(WORK ITEM) Within the data below, copy each line where the string "Pulling" is found.

(EXCERPTED DATA)

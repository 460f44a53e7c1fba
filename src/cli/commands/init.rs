//! Set up an installation.
//!
//! Writes the resolved settings to the config file and creates the local
//! store, so later commands need no flags.

use std::path::PathBuf;

use serde::Serialize;

use crate::cli::Cli;
use crate::config::{default_config_path, load_config, save_config, SyncConfig};
use crate::error::{Error, Result};
use crate::storage::SqliteStorage;

#[derive(Serialize)]
struct InitOutput {
    config_path: PathBuf,
    local_db: PathBuf,
    remote_db: PathBuf,
    username: String,
    tables: usize,
}

/// Execute the init command.
///
/// The config file is `--config` when given, `~/.quotesync/config.json`
/// otherwise. An existing file is kept as the base for the new settings,
/// but only replaced with `--force`.
///
/// # Errors
///
/// Returns an error if the file exists without `--force`, the settings do
/// not validate, or the file or local store cannot be written.
pub fn execute(cli: &Cli, force: bool, json: bool) -> Result<()> {
    let config_path = match &cli.config {
        Some(path) => path.clone(),
        None => default_config_path()
            .ok_or_else(|| Error::Config("Could not determine home directory".to_string()))?,
    };

    let exists = config_path.exists();
    if exists && !force {
        return Err(Error::InvalidArgument(format!(
            "Config already exists at {} (use --force to overwrite)",
            config_path.display()
        )));
    }

    let mut config = if exists {
        load_config(Some(&config_path))?
    } else {
        let mut config = SyncConfig::default();
        config.apply_env(|key| std::env::var(key).ok());
        config
    };
    cli.apply_overrides(&mut config);
    config.validate()?;

    if let Some(parent) = config.local_db.parent() {
        if !parent.as_os_str().is_empty() {
            std::fs::create_dir_all(parent)?;
        }
    }
    SqliteStorage::open_local_with_timeout(&config.local_db, config.busy_timeout_ms)?.close()?;
    save_config(&config, &config_path)?;

    if json {
        let output = InitOutput {
            config_path,
            local_db: config.local_db,
            remote_db: config.remote_db,
            username: config.username,
            tables: config.tables.len(),
        };
        println!("{}", serde_json::to_string(&output)?);
    } else {
        println!("Wrote {}", config_path.display());
        println!("  Local store: {}", config.local_db.display());
        println!("  Master:      {}", config.remote_db.display());
        println!("  User:        {}", config.username);
    }
    Ok(())
}
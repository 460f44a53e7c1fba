//! SQLite storage layer for quotesync.
//!
//! This module provides the persistence layer using SQLite with:
//! - WAL mode for the local store, rollback journal for the network master
//! - Generic row access for application-owned replicated tables
//! - Embedded migrations for the engine's own tables
//! - A versioned schema registry for creating missing tables
//!
//! # Submodules
//!
//! - [`migrations`] - Engine bookkeeping tables
//! - [`schema`] - Pragmas and the schema registry
//! - [`sqlite`] - Store handles
//! - [`tables`] - Generic row operations

pub mod migrations;
pub mod schema;
pub mod sqlite;
pub mod tables;

pub use schema::SchemaRegistry;
pub use sqlite::SqliteStorage;
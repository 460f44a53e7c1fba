//! Sync orchestrator.
//!
//! [`SyncEngine`] owns the local store for its whole lifetime and drives
//! runs through an explicit state machine:
//!
//! ```text
//! Idle → Connecting → Pulling → Pushing → Idle
//!            │            └─────────┴──→ Failed
//!            └──→ Idle (master unreachable)
//! ```
//!
//! Runs are single-flight: a call made while another run is active is
//! rejected at once with `already_syncing`, nothing is queued. Database
//! work runs on the blocking pool; the master handle is scoped to that
//! worker and released on every exit path. A run holds the local writer
//! throughout, so history and conflict queries go through a separate
//! read-only connection.

use std::fs;
use std::sync::{Arc, Mutex, MutexGuard, PoisonError};
use std::time::Instant;

use serde::{Deserialize, Serialize};
use tracing::{debug, error, info, warn};

use crate::config::SyncConfig;
use crate::error::Result;
use crate::model::{RunStatus, SyncDirection, SyncRun};
use crate::storage::{SchemaRegistry, SqliteStorage};
use crate::sync::conflict::ConflictRecord;
use crate::sync::evolver::ensure_tracking_columns;
use crate::sync::journal;
use crate::sync::probe::{check_remote_access, containing_dir};
use crate::sync::remote::RemoteHandle;
use crate::sync::replicator::{pull_table, push_table};
use crate::sync::scheduler::ScheduledSync;
use crate::sync::types::{SyncError, SyncOutcome, SyncResult, SyncStats};

/// Where the engine is in the run lifecycle.
#[derive(Debug, Clone, Copy, Default, PartialEq, Eq, Serialize, Deserialize)]
#[serde(rename_all = "lowercase")]
pub enum SyncPhase {
    /// No run active.
    #[default]
    Idle,
    /// Probing the master.
    Connecting,
    /// Pulling tables from the master.
    Pulling,
    /// Pushing tables to the master.
    Pushing,
    /// The last run aborted. A new run may start.
    Failed,
}

impl SyncPhase {
    /// Get the string representation.
    #[must_use]
    pub const fn as_str(self) -> &'static str {
        match self {
            Self::Idle => "idle",
            Self::Connecting => "connecting",
            Self::Pulling => "pulling",
            Self::Pushing => "pushing",
            Self::Failed => "failed",
        }
    }

    /// Whether a run is in flight.
    #[must_use]
    pub const fn is_active(self) -> bool {
        matches!(self, Self::Connecting | Self::Pulling | Self::Pushing)
    }
}

impl std::fmt::Display for SyncPhase {
    fn fmt(&self, f: &mut std::fmt::Formatter<'_>) -> std::fmt::Result {
        f.write_str(self.as_str())
    }
}

/// Mutable engine state, owned by the engine and published as snapshots.
#[derive(Debug, Clone, Default, PartialEq, Eq, Serialize)]
pub struct EngineState {
    pub phase: SyncPhase,
    /// Completion time of the last run that got past connectivity.
    pub last_sync_time: Option<i64>,
    /// Stats of the last run that got past connectivity.
    pub stats: SyncStats,
    /// Error or warnings of the last run, if it was not clean.
    pub last_error: Option<String>,
}

impl EngineState {
    /// Whether a run is in flight.
    #[must_use]
    pub const fn is_syncing(&self) -> bool {
        self.phase.is_active()
    }
}

pub(super) struct EngineInner {
    pub(super) config: SyncConfig,
    registry: SchemaRegistry,
    local: Mutex<Option<SqliteStorage>>,
    reader: Mutex<Option<SqliteStorage>>,
    state: Mutex<EngineState>,
    pub(super) scheduler: Mutex<Option<ScheduledSync>>,
}

impl EngineInner {
    fn set_phase(&self, phase: SyncPhase) {
        lock(&self.state).phase = phase;
        debug!(%phase, "Sync phase");
    }
}

/// Lock a mutex, recovering the data if a worker panicked while holding it.
pub(super) fn lock<T>(mutex: &Mutex<T>) -> MutexGuard<'_, T> {
    mutex.lock().unwrap_or_else(PoisonError::into_inner)
}

fn now_millis() -> i64 {
    chrono::Utc::now().timestamp_millis()
}

/// Stats and non-fatal failures collected during one run.
#[derive(Debug, Default)]
struct RunReport {
    stats: SyncStats,
    warnings: Vec<String>,
}

/// Bidirectional sync engine between the local store and the shared master.
///
/// Cheap to clone; clones share the same stores and state.
#[derive(Clone)]
pub struct SyncEngine {
    pub(super) inner: Arc<EngineInner>,
}

impl std::fmt::Debug for SyncEngine {
    fn fmt(&self, f: &mut std::fmt::Formatter<'_>) -> std::fmt::Result {
        f.debug_struct("SyncEngine")
            .field("local_db", &self.inner.config.local_db)
            .field("remote_db", &self.inner.config.remote_db)
            .field("phase", &self.state().phase)
            .finish_non_exhaustive()
    }
}

impl SyncEngine {
    /// Build an engine: validate the configuration and schema registry,
    /// open the local store and add missing tracking columns to it.
    ///
    /// The last sync time is restored from the journal.
    ///
    /// # Errors
    ///
    /// Returns an error if the configuration is invalid or the local store
    /// cannot be opened.
    pub fn new(config: SyncConfig) -> Result<Self> {
        config.validate()?;
        let registry = config.registry();

        if let Some(parent) = config.local_db.parent() {
            if !parent.as_os_str().is_empty() {
                fs::create_dir_all(parent)?;
            }
        }
        let local = SqliteStorage::open_local_with_timeout(&config.local_db, config.busy_timeout_ms)?;
        let reader = SqliteStorage::open_reader(&config.local_db, config.busy_timeout_ms)?;

        let report = ensure_tracking_columns(local.conn(), "local", &config.tables);
        for failure in &report.failures {
            warn!(%failure, "Local schema evolution incomplete");
        }

        let last_sync_time = journal::last_completed_sync(local.conn());
        info!(
            local = %config.local_db.display(),
            remote = %config.remote_db.display(),
            tables = config.tables.len(),
            "Sync engine ready"
        );

        Ok(Self {
            inner: Arc::new(EngineInner {
                config,
                registry,
                local: Mutex::new(Some(local)),
                reader: Mutex::new(Some(reader)),
                state: Mutex::new(EngineState {
                    last_sync_time,
                    ..EngineState::default()
                }),
                scheduler: Mutex::new(None),
            }),
        })
    }

    /// The engine's configuration.
    #[must_use]
    pub fn config(&self) -> &SyncConfig {
        &self.inner.config
    }

    /// Snapshot of the current state.
    #[must_use]
    pub fn state(&self) -> EngineState {
        lock(&self.inner.state).clone()
    }

    /// Whether a run is in flight.
    #[must_use]
    pub fn is_syncing(&self) -> bool {
        lock(&self.inner.state).is_syncing()
    }

    /// Run a full pull-then-push sync.
    pub async fn sync(&self) -> SyncOutcome {
        self.sync_direction(SyncDirection::Bidirectional).await
    }

    /// Run a sync in one direction (or both).
    ///
    /// Returns immediately with `already_syncing` if a run is active. The
    /// run itself is detached from the caller: dropping the returned future
    /// does not abandon a run halfway.
    pub async fn sync_direction(&self, direction: SyncDirection) -> SyncOutcome {
        if !self.try_begin() {
            debug!("Sync already in progress; rejecting");
            return SyncOutcome::already_syncing();
        }

        let engine = self.clone();
        let run = tokio::spawn(async move { engine.run(direction).await });
        match run.await {
            Ok(outcome) => outcome,
            Err(e) => {
                error!(error = %e, "Sync task failed");
                let message = SyncError::Worker(e.to_string()).to_string();
                let mut state = lock(&self.inner.state);
                state.phase = SyncPhase::Failed;
                state.last_error = Some(message.clone());
                SyncOutcome::failed(message, 0, now_millis())
            }
        }
    }

    fn try_begin(&self) -> bool {
        let mut state = lock(&self.inner.state);
        if state.phase.is_active() {
            return false;
        }
        state.phase = SyncPhase::Connecting;
        true
    }

    async fn run(&self, direction: SyncDirection) -> SyncOutcome {
        let started = Instant::now();
        let remote_path = self.inner.config.remote_db.clone();

        if !check_remote_access(&remote_path).await {
            self.inner.set_phase(SyncPhase::Idle);
            let message = format!(
                "Master database directory {} is not reachable",
                containing_dir(&remote_path).display()
            );
            warn!(%message, "Skipping sync; working offline");
            return SyncOutcome::nas_unavailable(message);
        }

        let inner = Arc::clone(&self.inner);
        let result = match tokio::task::spawn_blocking(move || replicate(&inner, direction)).await {
            Ok(result) => result,
            Err(e) => Err(SyncError::Worker(e.to_string())),
        };

        let duration_ms = i64::try_from(started.elapsed().as_millis()).unwrap_or(i64::MAX);
        self.finish(direction, result, duration_ms)
    }

    /// Journal the run and publish its results.
    fn finish(&self, direction: SyncDirection, result: SyncResult<RunReport>, duration_ms: i64) -> SyncOutcome {
        match result {
            Ok(report) => {
                let status = if report.warnings.is_empty() {
                    RunStatus::Success
                } else {
                    RunStatus::Partial
                };
                let summary = (!report.warnings.is_empty()).then(|| report.warnings.join("; "));

                let mut run = SyncRun::new(direction, status);
                run.records_pulled = report.stats.total_pulled();
                run.records_pushed = report.stats.total_pushed();
                run.conflicts = report.stats.conflicts;
                run.error_message.clone_from(&summary);
                run.duration_ms = duration_ms;
                run.username = Some(self.inner.config.username.clone());
                self.journal(&run);

                {
                    let mut state = lock(&self.inner.state);
                    state.phase = SyncPhase::Idle;
                    state.last_sync_time = Some(run.timestamp);
                    state.stats = report.stats.clone();
                    state.last_error = summary;
                }

                info!(
                    direction = %direction,
                    status = %status,
                    pulled = run.records_pulled,
                    pushed = run.records_pushed,
                    conflicts = run.conflicts,
                    duration_ms,
                    "Sync finished"
                );
                SyncOutcome::completed(report.stats, duration_ms, run.timestamp, report.warnings)
            }
            Err(e) => {
                error!(direction = %direction, error = %e, "Sync failed");
                let message = e.to_string();

                let mut run = SyncRun::new(direction, RunStatus::Error);
                run.error_message = Some(message.clone());
                run.duration_ms = duration_ms;
                run.username = Some(self.inner.config.username.clone());
                self.journal(&run);

                {
                    let mut state = lock(&self.inner.state);
                    state.phase = SyncPhase::Failed;
                    state.stats = SyncStats::default();
                    state.last_error = Some(message.clone());
                }
                SyncOutcome::failed(message, duration_ms, run.timestamp)
            }
        }
    }

    fn journal(&self, run: &SyncRun) {
        match lock(&self.inner.local).as_ref() {
            Some(local) => journal::log_sync(local.conn(), run),
            None => debug!(run = %run.id, "Engine shut down; run not journaled"),
        }
    }

    /// The newest journaled runs, most recent first.
    ///
    /// Does not wait for an in-flight run.
    #[must_use]
    pub fn get_sync_history(&self, limit: usize) -> Vec<SyncRun> {
        lock(&self.inner.reader)
            .as_ref()
            .map(|local| journal::get_sync_history(local.conn(), limit))
            .unwrap_or_default()
    }

    /// The newest recorded conflicts, most recent first.
    #[must_use]
    pub fn get_conflicts(&self, limit: usize) -> Vec<ConflictRecord> {
        lock(&self.inner.reader)
            .as_ref()
            .map(|local| journal::get_conflicts(local.conn(), limit))
            .unwrap_or_default()
    }

    /// Stop the scheduler and close the local store.
    ///
    /// Waits for an in-flight run to release the local store. Later sync
    /// calls fail with [`SyncError::ShutDown`]. Calling twice is harmless.
    pub fn cleanup(&self) {
        self.stop_scheduled_sync();

        if let Some(reader) = lock(&self.inner.reader).take() {
            if let Err(e) = reader.close() {
                warn!(error = %e, "Failed to close local reader");
            }
        }

        let local = lock(&self.inner.local).take();
        if let Some(local) = local {
            match local.close() {
                Ok(()) => info!("Closed local store"),
                Err(e) => warn!(error = %e, "Failed to close local store"),
            }
        }
    }
}

/// One run's database work, executed on the blocking pool.
fn replicate(inner: &EngineInner, direction: SyncDirection) -> SyncResult<RunReport> {
    let mut local_guard = lock(&inner.local);
    let Some(local) = local_guard.as_mut() else {
        return Err(SyncError::ShutDown);
    };
    let mut remote = RemoteHandle::open(&inner.config.remote_db, inner.config.busy_timeout_ms)?;

    let tables = &inner.config.tables;
    let mut report = RunReport::default();

    for (store, conn) in [("local", local.conn()), ("master", remote.conn())] {
        report
            .warnings
            .extend(ensure_tracking_columns(conn, store, tables).failures);
    }

    if direction.pulls() {
        inner.set_phase(SyncPhase::Pulling);
        for table in tables {
            match pull_table(local.conn_mut(), remote.conn(), table, &inner.registry, now_millis()) {
                Ok(outcome) => {
                    journal::record_conflicts(local.conn(), &outcome.conflicts);
                    report.stats.conflicts += outcome.conflicts.len() as u64;
                    report.stats.pulled.insert(table.name.clone(), outcome.pulled);
                }
                Err(e) => {
                    warn!(table = %table.name, error = %e, "Pull failed; continuing with remaining tables");
                    report.warnings.push(format!("pull {}: {e}", table.name));
                }
            }
        }
    }

    if direction.pushes() {
        inner.set_phase(SyncPhase::Pushing);
        for table in tables {
            match push_table(local.conn_mut(), remote.conn_mut(), table, &inner.registry, now_millis()) {
                Ok(outcome) => {
                    report.stats.pushed.insert(table.name.clone(), outcome.pushed);
                }
                Err(e) => {
                    warn!(table = %table.name, error = %e, "Push failed; continuing with remaining tables");
                    report.warnings.push(format!("push {}: {e}", table.name));
                }
            }
        }
    }

    remote.close();
    Ok(report)
}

(RESULT OF THE EXERCISE)
//! Idle → Connecting → Pulling → Pushing → Idle
    /// Pulling tables from the master.
    Pulling,
            Self::Pulling => "pulling",
        matches!(self, Self::Connecting | Self::Pulling | Self::Pushing)
        inner.set_phase(SyncPhase::Pulling);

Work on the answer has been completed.